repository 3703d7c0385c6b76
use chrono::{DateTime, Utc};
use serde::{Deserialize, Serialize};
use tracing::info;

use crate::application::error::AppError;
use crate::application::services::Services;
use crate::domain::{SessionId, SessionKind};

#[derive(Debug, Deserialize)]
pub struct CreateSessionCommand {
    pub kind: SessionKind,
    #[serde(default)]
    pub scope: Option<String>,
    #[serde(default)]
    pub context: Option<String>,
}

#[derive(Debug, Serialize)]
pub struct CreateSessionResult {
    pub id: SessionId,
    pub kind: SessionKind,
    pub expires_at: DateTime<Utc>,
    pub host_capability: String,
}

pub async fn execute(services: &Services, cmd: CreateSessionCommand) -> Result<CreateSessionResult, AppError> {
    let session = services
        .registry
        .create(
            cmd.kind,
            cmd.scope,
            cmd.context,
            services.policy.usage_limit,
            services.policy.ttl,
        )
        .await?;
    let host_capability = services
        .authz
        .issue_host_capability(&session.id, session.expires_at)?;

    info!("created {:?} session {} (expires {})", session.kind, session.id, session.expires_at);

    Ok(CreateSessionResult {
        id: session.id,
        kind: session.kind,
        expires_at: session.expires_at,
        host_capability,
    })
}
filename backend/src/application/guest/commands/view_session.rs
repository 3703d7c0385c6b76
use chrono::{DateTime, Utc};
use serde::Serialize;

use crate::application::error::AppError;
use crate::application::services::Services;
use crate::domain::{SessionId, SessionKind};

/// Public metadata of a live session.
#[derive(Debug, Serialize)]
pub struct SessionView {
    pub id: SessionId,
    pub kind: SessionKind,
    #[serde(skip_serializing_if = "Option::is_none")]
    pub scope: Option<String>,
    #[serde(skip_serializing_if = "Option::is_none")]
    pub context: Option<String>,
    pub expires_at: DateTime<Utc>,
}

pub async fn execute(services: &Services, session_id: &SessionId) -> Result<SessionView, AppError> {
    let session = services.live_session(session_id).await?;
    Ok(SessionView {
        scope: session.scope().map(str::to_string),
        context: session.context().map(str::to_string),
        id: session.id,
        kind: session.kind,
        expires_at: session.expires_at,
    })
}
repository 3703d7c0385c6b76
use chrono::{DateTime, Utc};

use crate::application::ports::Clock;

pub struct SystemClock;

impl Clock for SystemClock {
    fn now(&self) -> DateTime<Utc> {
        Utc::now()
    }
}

▸ **What to produce**
If a line above includes the string "context", pick it out.

▸ **Task response**
    pub context: Option<String>,
            cmd.context,
    pub context: Option<String>,
        context: session.context().map(str::to_string),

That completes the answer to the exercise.